I've always remembered a short story I read about a young father that entered a crowded subway car with his two young children, not more than 4-5 years old. They sat down next to an elderly man who then watched the children's unruly behavior and the father's seeming indifference to the disruption they were causing on the train and the disrespectfulness of the children and the father. He thought to himself, "The apple never falls far from the tree."

The old man began to make assumptions about the father's lack of parenting and his blatant inconsideration for the others on the train. He attributed it to the general decline in civilization that the young generation represented. Why would the father be so oblivious to the situation as to allow his children to carry on like they were?

At one point one of the children inadvertently knocked the elderly man's hat off.

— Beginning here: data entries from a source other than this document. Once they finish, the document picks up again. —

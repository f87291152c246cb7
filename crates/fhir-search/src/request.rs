//! Simulated patient-request wire model and translation helpers.
//!
//! Responsibilities:
//! - Define the strict wire model for the JSON-shaped query result
//! - Build the result deterministically from detected filters
//! - Serialise/deserialise with strict validation
//!
//! Notes:
//! - `filters` is always present and serialises as an empty object when
//!   nothing was detected; absent filters are omitted keys, never null.
//! - The request line reflects exactly the keys present in `filters`, with
//!   age parameter(s) always ahead of the condition parameter.

use crate::params::{
    age_filter_string, age_search_params, render_request, SearchParam, PATIENT_RESOURCE,
};
use crate::SearchError;
use nlq_types::{AgePattern, ConditionName};
use serde::{Deserialize, Serialize};

/// Detected filters for a patient query.
///
/// Keys are omitted from the serialised form when absent; the containing
/// object itself is always serialised.
#[derive(Clone, Debug, Default, Deserialize, Serialize, PartialEq, Eq)]
#[serde(deny_unknown_fields)]
pub struct QueryFilters {
    /// Human-readable age filter, for example `>50` or `30-50`.
    #[serde(default, skip_serializing_if = "Option::is_none")]
    pub age: Option<String>,

    /// Canonical condition name.
    #[serde(default, skip_serializing_if = "Option::is_none")]
    pub condition: Option<String>,
}

impl QueryFilters {
    /// Returns true when no filter was detected.
    pub fn is_empty(&self) -> bool {
        self.age.is_none() && self.condition.is_none()
    }
}

/// Wire model of one interpreted query.
///
/// This is the exact structure that will be serialised to/from JSON.
#[derive(Clone, Debug, Deserialize, Serialize, PartialEq, Eq)]
#[serde(deny_unknown_fields)]
pub struct QueryResult {
    /// Target resource; always `Patient`.
    pub resource: String,

    /// Detected filters, possibly empty.
    pub filters: QueryFilters,

    /// Simulated request line, for example
    /// `GET /Patient?age=gt50&condition=diabetes`.
    pub fhir_request: String,
}

/// Patient query operations.
///
/// This is a zero-sized type used for namespacing query construction and
/// wire translation. All methods are associated functions.
pub struct PatientQuery;

impl PatientQuery {
    /// Builds a query result from the detected condition and age predicate.
    ///
    /// Absent inputs are omitted from `filters` entirely. The request line is
    /// assembled from the ordered parameter list: age parameter(s) first,
    /// then condition, so identical input always renders identical output.
    /// With neither input this still succeeds, producing empty filters and
    /// the bare resource path.
    pub fn build(condition: Option<&ConditionName>, age: Option<&AgePattern>) -> QueryResult {
        let mut filters = QueryFilters::default();
        let mut params: Vec<SearchParam> = Vec::new();

        if let Some(age) = age {
            filters.age = Some(age_filter_string(age));
            params.extend(age_search_params(age));
        }

        if let Some(condition) = condition {
            filters.condition = Some(condition.as_str().to_string());
            params.push(SearchParam::new("condition", condition.as_str()));
        }

        QueryResult {
            resource: PATIENT_RESOURCE.to_string(),
            filters,
            fhir_request: render_request(&params),
        }
    }

    /// Renders a query result as pretty-printed JSON text.
    ///
    /// # Errors
    ///
    /// Returns [`SearchError`] if serialisation fails.
    pub fn render(result: &QueryResult) -> Result<String, SearchError> {
        serde_json::to_string_pretty(result)
            .map_err(|e| SearchError::Translation(format!("Failed to serialise query: {e}")))
    }

    /// Parses a query result from JSON text.
    ///
    /// This uses `serde_path_to_error` to surface a best-effort "path" (e.g.
    /// `filters.age`) to the failing field when the JSON does not match the
    /// wire schema.
    ///
    /// # Errors
    ///
    /// Returns [`SearchError`] if:
    /// - the JSON does not represent a valid query result,
    /// - any field has an unexpected type,
    /// - any unknown keys are present (due to `#[serde(deny_unknown_fields)]`),
    /// - resource is not "Patient".
    pub fn parse(json_text: &str) -> Result<QueryResult, SearchError> {
        let mut deserializer = serde_json::Deserializer::from_str(json_text);

        let result = match serde_path_to_error::deserialize::<_, QueryResult>(&mut deserializer) {
            Ok(parsed) => parsed,
            Err(err) => {
                let path = err.path().to_string();
                let source = err.into_inner();
                let path = if path.is_empty() {
                    "<root>"
                } else {
                    path.as_str()
                };
                return Err(SearchError::Translation(format!(
                    "Query schema mismatch at {path}: {source}"
                )));
            }
        };

        if result.resource != PATIENT_RESOURCE {
            return Err(SearchError::InvalidInput(format!(
                "Expected resource '{PATIENT_RESOURCE}', got '{}'",
                result.resource
            )));
        }

        Ok(result)
    }
}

The father, seeing it happen, mustered up a weak apology. A minute more went by and the father turned to the elderly man and, with tears in his eyes, told him they had just come from the city hospital where his wife had been hospitalized in her final stage of cancer. The father had been at the hospital night and day for a week after the decision had been made to take her off life support systems (breathing tubes, feeding tubes, etc.). and was returning home after spending her last hours with her. He had taken the children with him that day but at the last minute couldn't bear to have them witness their mother's death and decided last-minute to shield them. They had spent the day in the hospital play area under the kind supervision of hospital child-life specialists while the father stood vigil in his wife's hospital room. He hadn't told them yet of her death, wanting instead to get them safely home first before breaking the news. He again said he was sorry for the disruptive behavior of the children, but that he just couldn't muster the will or energy to corral them in.

After he had told the man his story he sat there slumped, quietly crying. The elderly man was overcome with compassion and grief in hearing the father's tragedy and the fact that he still had to go home and tell his children that their mother had died. He, too, began to cry, and they comforted each other with their own crying and embraced for a good long time.